Since the start of legal proceedings, Hwang has maintained that he is "innocent", a victim of "underlings who deceived him". It is not immediately clear what the defence of his lawyers will be.
The vet, who was once a "national hero", fell into disgrace after the international scientific community and the capital's university revealed that results of his research on embryonic stem cells were fabricated in the laboratory to give the impression that he had managed to clone healthy cells from sick people stricken by diseases for which no cure is currently available.
Hwang used to be considered one of the foremost scientists in the world in the genetic field.
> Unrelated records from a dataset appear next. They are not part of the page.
//! Database migration system for skywatch.
//!
//! This module handles database schema versioning and migrations,
//! ensuring the database schema stays up-to-date as the application evolves.

use rusqlite::Connection;

use crate::error::{Error, Result};

use super::schema::SCHEMA_STATEMENTS;

/// The current schema version.
pub const CURRENT_VERSION: i32 = 1;

/// Key used to store the schema version in the metadata table.
const VERSION_KEY: &str = "schema_version";

/// Initialize the database schema.
///
/// Creates all tables and indexes if they don't exist, then runs any
/// pending migrations to bring the schema up to the current version.
///
/// # Errors
///
/// Returns an error if schema creation or migration fails.
pub fn initialize_schema(conn: &Connection) -> Result<()> {
    for statement in SCHEMA_STATEMENTS {
        conn.execute(statement, [])?;
    }

    let version = get_schema_version(conn)?;
    if version < CURRENT_VERSION {
        run_migrations(conn, version)?;
    }

    Ok(())
}

/// Get the current schema version from the database.
///
/// Returns 0 if no version is set (fresh database).
fn get_schema_version(conn: &Connection) -> Result<i32> {
    let result: std::result::Result<String, rusqlite::Error> = conn.query_row(
        "SELECT value FROM metadata WHERE key = ?1",
        [VERSION_KEY],
        |row| row.get(0),
    );

    match result {
        Ok(value) => value.parse().map_err(|_| Error::DatabaseMigration {
            message: format!("invalid schema version: {value}"),
        }),
        Err(rusqlite::Error::QueryReturnedNoRows) => Ok(0),
        Err(e) => Err(e.into()),
    }
}

/// Set the schema version in the database.
fn set_schema_version(conn: &Connection, version: i32) -> Result<()> {
    conn.execute(
        "INSERT OR REPLACE INTO metadata (key, value) VALUES (?1, ?2)",
        (VERSION_KEY, version.to_string()),
    )?;
    Ok(())
}

/// Run migrations from the given version to the current version.
fn run_migrations(conn: &Connection, from_version: i32) -> Result<()> {
    let mut current = from_version;

    while current < CURRENT_VERSION {
        current += 1;
        run_migration(conn, current)?;
    }

    set_schema_version(conn, CURRENT_VERSION)?;
    Ok(())
}

/// Run a specific migration version.
fn run_migration(conn: &Connection, version: i32) -> Result<()> {
    match version {
        1 => migrate_v1(conn),
        _ => Err(Error::DatabaseMigration {
            message: format!("unknown migration version: {version}"),
        }),
    }
}

/// Migration to version 1 (initial schema).
///
/// A no-op since version 1 is the base schema created by `SCHEMA_STATEMENTS`.
fn migrate_v1(conn: &Connection) -> Result<()> {
    set_schema_version(conn, 1)?;
    Ok(())
}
The results of his research were published in 2004 and 2005 in two issues of the major US scientific journal Science in which the researcher claimed he had created stem cell lines with the cloning of human embryos.
However, Science withdrew both articles after the Seoul National University (SNU) revealed his studies were faked and stem cells had not been created genetically but had come from donor eggs.
Since May, Hwang has been on trial for misappropriation of state and private funds worth an estimated 2.8 billion won (around 2.5 million euros) and for buying the eggs needed for his experiments, a practice forbidden by the country's bioethics law. Consequently, the government withdrew the researcher's license. If guilty, he faces up to three years in jail.
During the initial hearings, the veterinarian admitted that he had ordered his assistants to falsify the results of the early experiments to give the impression that they were working, but he said he was "always convinced" that the main research would work.
Hwang has now gone back at work in a private lab opened by the Suam biotechnological research, which focuses on transplants of the organs of different species.